堺シティオペラ「ボエーム」 〜 本拠地は建替中
2017/9/10

南海高野線の堺東駅から約10分、阪神高速の出口からほど近い堺市民会館は堺シティオペラの本拠地である。何度も足を運んだ古いホールの姿が今はない。ここに新しいホールが出来る。既に骨組みは地上に姿を現している。その名もフェニーチェ堺、おっと、ヴェネツィアの劇場からクレームがつくんじゃないかと心配だが、ちゃんと仁義は切っているんだろうか。堺なんだからテアトロ・フランシスコぐらいのほうがよかったのでは。そんなアホなことを思いながら、建替中の代替会場、大阪狭山市のSAYAKAホールに向かう。 こちらは築造1400年、日本最古の溜池らしい狭山池の畔である。収容1200人の中規模ホールだ。

ミミ:並河寿美
 ロドルフォ:藤田卓也
 ムゼッタ:城村紗智
 マルチェッロ:森寿美
 ショナール:山岸玲音
 コッリーネ:井原秀人
 パルピニョール:上辻直樹
 べノア/アルチンドロ:クリスヤニス・ノルヴェルス
 合唱:堺シティオペラ記念合唱団
 合唱指導:岩城拓也
 児童合唱:堺シティオペラKid's Chor
 バレエ:西尾睦生
 管弦楽:大阪交響楽団
 指揮:柴田真郁
 演出:粟國淳

この作品は大傑作だ。何度観ても4楽章のシンフォニーを聴くような構成の巧みさに舌を巻く。第1幕と第4幕は双子のようなもので、テノールとバリトンの二重唱に始まり、男声が加わるドタバタ騒ぎのあと女声の登場で舞台の雰囲気が一変、その後の急展開に続く。第1幕では愛の高揚であり、終幕では哀切な別離である。そこでは、ご丁寧に第1幕の回想も入れ込んでいる。シンメトリカルでありながら、後半の展開は対照的だ。どちらの幕でも、屋根裏部屋の扉が開くことでドラマの転換が起きる。第1幕のミミの登場は愛の予感であり、終幕の乱痴気騒ぎを断ち切るムゼッタの突然の登場は前後の落差を際ただせる。なんという凄い舞台感覚なんだろう。第2幕はスケルツォだし、第3幕は緩徐楽章だ。第3幕の二組のカップルの四重唱なんて誰がこんな音楽を書けるんだろう。悲痛な別れの言葉と罵り合いの痴話喧嘩の合体、まさに音楽の才能と劇場センスが一体化したときの威力を如実に感じさせる瞬間だ。このオペラには、屋根裏部屋で寒さに震えていた直後に、屋外で飲食したりスカートを捲り上げたりとか、無茶苦茶なところはあるにせよ、そんなことはどうでもよいと思わせる。

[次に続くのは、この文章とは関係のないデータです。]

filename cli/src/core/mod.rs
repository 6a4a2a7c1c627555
//! # Canon Core Infrastructure
//!
//! File: cli/src/core/mod.rs
//!
//! ## Overview
//!
//! Foundational pieces shared by every command:
//! - `config`: configuration loading, merging and validation
//! - `error`: the `CanonError` taxonomy and the crate-wide `Result` alias
//! - `templating`: Tera rendering for skeletons and the context file
//!
//! ```rust
//! use crate::core::config; // For loading configuration
//! use crate::core::error::{CanonError, Result}; // For error handling
//! use crate::core::templating; // For rendering templates
//! ```
//!
pub mod config;
pub mod error;
pub mod templating;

そんな大傑作だから、歌唱がしっかりしていて演出がまともであれば、成功は約束されたようなもので、この日の「ボエーム」も充分に楽しめた公演だった。はじめ「市民オペラ?」なんて、そんな乗り気でもなかった堺育ちのカミサンも「うん、なかなかよかった」との御託宣である。まあ、カミサンの場合、「ボエーム」はMETで観たクライバー指揮の公演ぐらいしかないから、ハードルが高すぎるのだけど。

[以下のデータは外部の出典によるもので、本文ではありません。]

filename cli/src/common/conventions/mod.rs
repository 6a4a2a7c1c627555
//! # Canon Convention Analysis (`common::conventions`)
//!
//! File: cli/src/common/conventions/mod.rs
//!
//! ## Overview
//!
//! Everything canon knows about a project's layout and naming rules. These
//! modules are pure functions over a scan of the tree (see `common::fs::scan`)
//! and the loaded `Config`; none of them write to disk.
//!
//! ## Architecture
//!
//! - `detector`: language / framework / build system from marker files.
//! - `duplicates`: canonical directory per role, everything else a violation.
//! - `forbidden`: configured locations that must not exist.
//! - `naming`: the `Convention` enum and the majority-vote inferencer.
//! - `report`: one discovery pass combining all of the above.
//!
//! ```rust
//! use crate::common::conventions::report;
//!
//! let report = report::build_report(&root, &cfg, None)?;
//! for role in &report.roles {
//!     println!("{} -> {}", role.role, role.canonical.display());
//! }
//! ```
//!

/// Project type detection from marker files.
pub mod detector;
/// Canonical directory selection and violation reporting.
pub mod duplicates;
/// Forbidden location lookup.
pub mod forbidden;
/// Naming convention classification and inference.
pub mod naming;
/// Full discovery pass.
pub mod report;
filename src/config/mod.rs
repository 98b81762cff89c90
pub mod prompt;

並河さん藤田さんのコンビを聴くのは何回目だろう。東京では実現しない組合せだが、こちらではゴールデンコンビだ。並河さんは何でも歌うがミミはどうなんだろうという気もある。蝶々さんならともかく、ヴェルディの諸役に相応しい声だから、彼女の声の厚みと暗めの色彩がミミにはマイナスに作用するのではないかとの危惧もあった、やはり、フレーニを聴いているカミサンからは「声が暗いわ」なんて感想が飛び出す。「私の名はミミ」では確かにそんなところがある。でも、それはそれ、悪いわけではない。同じことは藤田さんにも言えて、こちらの場合、私が「あまり力まないほうがいいなあ」と思っていたように、「冷たい手」ではちょっと力が入りすぎ。この人なら la speranza の関門なんて全く問題ないのに、力が入りすぎると美感がやや損なわれる。この人が川西でやったようなベルカントものを歌う機会が減っているのが残念だ。

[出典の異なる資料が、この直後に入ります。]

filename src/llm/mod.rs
pub mod chat;
use serde::{ Deserialize, Serialize };
use std::str::FromStr;
use std::fmt;
use thiserror::Error;

#[derive(Debug, Clone, Copy, PartialEq, Eq, Deserialize, Serialize)]
#[serde(rename_all = "lowercase")]
pub enum LlmType {
    Mistral,
    OpenAI,
}

impl fmt::Display for LlmType {
    fn fmt(&self, f: &mut fmt::Formatter<'_>) -> fmt::Result {
        match self {
            LlmType::Mistral => write!(f, "mistral"),
            LlmType::OpenAI => write!(f, "openai"),
        }
    }
}

#[derive(Debug, PartialEq, Eq)]
pub struct ParseLlmTypeError {
    message: String,
}

impl fmt::Display for ParseLlmTypeError {
    fn fmt(&self, f: &mut fmt::Formatter<'_>) -> fmt::Result {
        write!(f, "{}", self.message)
    }
}

impl std::error::Error for ParseLlmTypeError {}
impl FromStr for LlmType {
    type Err = ParseLlmTypeError;

    fn from_str(s: &str) -> Result<Self, Self::Err> {
        match s.trim().to_lowercase().as_str() {
            "mistral" => Ok(LlmType::Mistral),
            "openai" => Ok(LlmType::OpenAI),
            _ =>
                Err(ParseLlmTypeError {
                    message: format!("Invalid LLM type: '{}'", s),
                }),
        }
    }
}

#[derive(Debug, Clone)]
pub struct LlmConfig {
    pub llm_type: LlmType,
    pub api_key: Option<String>,
    pub completion_model: Option<String>,
    pub base_url: Option<String>,
    pub temperature: f32,
}

impl Default for LlmConfig {
    fn default() -> Self {
        Self {
            llm_type: LlmType::Mistral,
            api_key: None,
            completion_model: None,
            base_url: None,
            temperature: 0.7,
        }
    }
}

#[derive(Debug, Error)]
pub enum LlmError {
    #[error("request to provider failed: {0}")]
    Http(#[from] reqwest::Error),
    #[error("provider returned {status}: {body}")]
    Status {
        status: reqwest::StatusCode,
        body: String,
    },
    #[error("malformed provider payload: {0}")]
    Decode(String),
    #[error("invalid chat client configuration: {0}")]
    Config(String),
}
use clap::Parser;
use dotenv::dotenv;
use log::error;
use std::error::Error;
use workflow_agent::cli::Args;

#[tokio::main]
async fn main() -> Result<(), Box<dyn Error + Send + Sync>> {
    dotenv().ok();
    env_logger::Builder::from_env(env_logger::Env::default().default_filter_or("info")).init();
    let args = Args::parse();

    if let Err(e) = workflow_agent::run(args).await {
        error!("Fatal: {}", e);
        return Err(e);
    }
    Ok(())
}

第2幕以降は、二人ともヘンな力が抜けて自然で美しい歌が続く。カミサンの「なかなかよかった」に繋がるのだ。第3幕のシーンは並河さんの声質がプラスに作用するし、藤田さんとの息もぴったりだ。余裕さえ感じさせる。

もう一組のカップル、マルチェッロの森寿美さんは初めて聴く人かも知れない。若い人で、世知長けたバリトンという感じがないのがいい。ボヘミアンたちは何しろ若いのだ。ムゼッタの城村紗智さんは声が金属的なところがあり、どうなんだろう。美声ではあるのだけど。この人の第2幕の「私が街を歩くと」のところではピットの間延びが気になった。歌手に任せるのは悪いとは言わないが、ちょっと手綱を緩めすぎだ。柴田真郁さんの指揮にはそういうところがある。引き締まったオーケストラの部分と、歌手任せの部分のバランスが今後の課題なのかも。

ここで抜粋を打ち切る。